|HISTORIAN, LAWYER, POLITICIAN (GERMANY)|
BORN 30 Nov 1817, Garding, Schleswig - DIED 1 Nov 1903, Berlin: Charlottenburg|
REAL NAME Mommsen, Christian Matthias Theodor
GRAVE LOCATION Berlin: Dreifaltigkeitskirchhof II, Bergmanstrasse 39-41, Kreuzberg (O-UA-36)
Theodor Mommsen was the son of a Lutheran minister. He grew up in Bad Oldesloe. He went to a gymnasium in Altona and studied Jurisprudence at the University of Kiel from 1838 to 1843. After he received a Danish grant he studied Roman inscriptions in Italy and France. During the revolution of 1848 he supported the monarchy.
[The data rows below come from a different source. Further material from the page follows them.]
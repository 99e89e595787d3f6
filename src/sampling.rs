//! Periodic sensor sampling

use std::time::Duration;

use log::{info, warn};

use crate::config::ConfigManager;
use crate::sensors::SensorManager;

/// Drives one sample per cycle and reports how long to wait for the next.
///
/// The interval is read from [`ConfigManager`] after sampling, so a change
/// made through `/config` applies from the next sleep on.
#[derive(Debug, Default)]
pub struct SamplingLoop {
    cycles: u64,
    failures: u64,
}

impl SamplingLoop {
    pub fn new() -> Self {
        Self::default()
    }

    /// Sample once and return the delay until the next cycle
    pub fn run_cycle(&mut self, sensors: &mut SensorManager, config: &ConfigManager) -> Duration {
        self.cycles += 1;
        match sensors.sample() {
            Ok(reading) => info!(
                "Sample #{}: temperature={:?} humidity={:?} light={:?} bin={:?}",
                self.cycles,
                reading.temperature,
                reading.humidity,
                reading.light_level,
                reading.bin_level
            ),
            Err(e) => {
                self.failures += 1;
                warn!("Sample #{} failed: {}", self.cycles, e);
            }
        }
        Duration::from_secs(u64::from(config.get().sampling_interval_seconds))
    }

    /// Cycles run so far
    pub fn cycles(&self) -> u64 {
        self.cycles
    }

    /// Cycles whose sample was rejected
    pub fn failures(&self) -> u64 {
        self.failures
    }
}

#[cfg(test)]
mod tests {
    use super::*;
    use crate::config::RuntimeConfig;
    use crate::hardware::{ClimateSample, SimulatedLeds, SimulatedSensors};
    use crate::settings::PinMap;
    use serde_json::{Map, Value};

    fn manager(sensors: SimulatedSensors) -> SensorManager {
        SensorManager::new(
            sensors,
            SimulatedLeds::new(&PinMap::default()),
            100.0,
        )
    }

    #[test]
    fn test_cycle_publishes_reading() {
        let mut sensors = manager(SimulatedSensors::steady(
            Some(ClimateSample {
                temperature: 21.5,
                humidity: 40.0,
            }),
            Some(512),
            Some(25.0),
        ));
        let config = ConfigManager::new(RuntimeConfig::default());
        let mut sampling = SamplingLoop::new();

        let delay = sampling.run_cycle(&mut sensors, &config);

        assert_eq!(delay, Duration::from_secs(10));
        assert_eq!(sampling.cycles(), 1);
        assert_eq!(sampling.failures(), 0);
        let reading = sensors.last_reading().unwrap();
        assert_eq!(reading.light_level, Some(512));
        assert_eq!(reading.bin_level, Some(75.0));
    }

    #[test]
    fn test_failed_cycle_keeps_running() {
        let mut sensors = manager(SimulatedSensors::steady(None, None, None));
        let config = ConfigManager::new(RuntimeConfig::default());
        let mut sampling = SamplingLoop::new();

        assert_eq!(sampling.run_cycle(&mut sensors, &config), Duration::from_secs(10));
        assert_eq!(sampling.failures(), 1);
        assert!(sensors.last_reading().is_none());
    }

    #[test]
    fn test_interval_follows_config() {
        let mut sensors = manager(SimulatedSensors::steady(None, Some(1), None));
        let mut config = ConfigManager::new(RuntimeConfig::default());
        let mut sampling = SamplingLoop::new();

        let mut partial = Map::new();
        partial.insert("samplingIntervalSeconds".into(), Value::from(3));
        config.update(&partial);

        assert_eq!(sampling.run_cycle(&mut sensors, &config), Duration::from_secs(3));
    }
}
He was appointed professor in Leipzig in 1848. When a new constitution was introduced in Saxony in 1851 he protested and he was forced to leave his job. He went in exile to Zürich, where he was Professor in Roman Law. In 1854 he obtained a professorship in Breslau and in 1857 he was engaged as research professor at the Academy of Sciences in Berlin. In 1858 he became a member of the Academy and from 1861 to 1887 he lectured as Professor of Roman History in Berlin.
For several years he was a member of the Prussiian House of Representatives and from 1881 to 1884 a member of the Reichstag. Initially he had been enthousiastic about the German Empire, but he didn't agree with Bismarck's social policies. When historian H. von Treitschke started an antisemitical campaign Mommsen strongly opposed this. Still he supported nationalism and militarism.
He married Marie Riemer, the daughter of a publisher from Leipzig. They had sixteen children. In 1880 during a fire in his house several old manuscripts were destroyed. Some of them were on loan from foreign universities.
He worked hard and was often seen reading books on the street. He received wide recognition for his work and in 1902 he was awarded the Nobel Prize for Literature for his "Römische Geschichte" ("Roman History").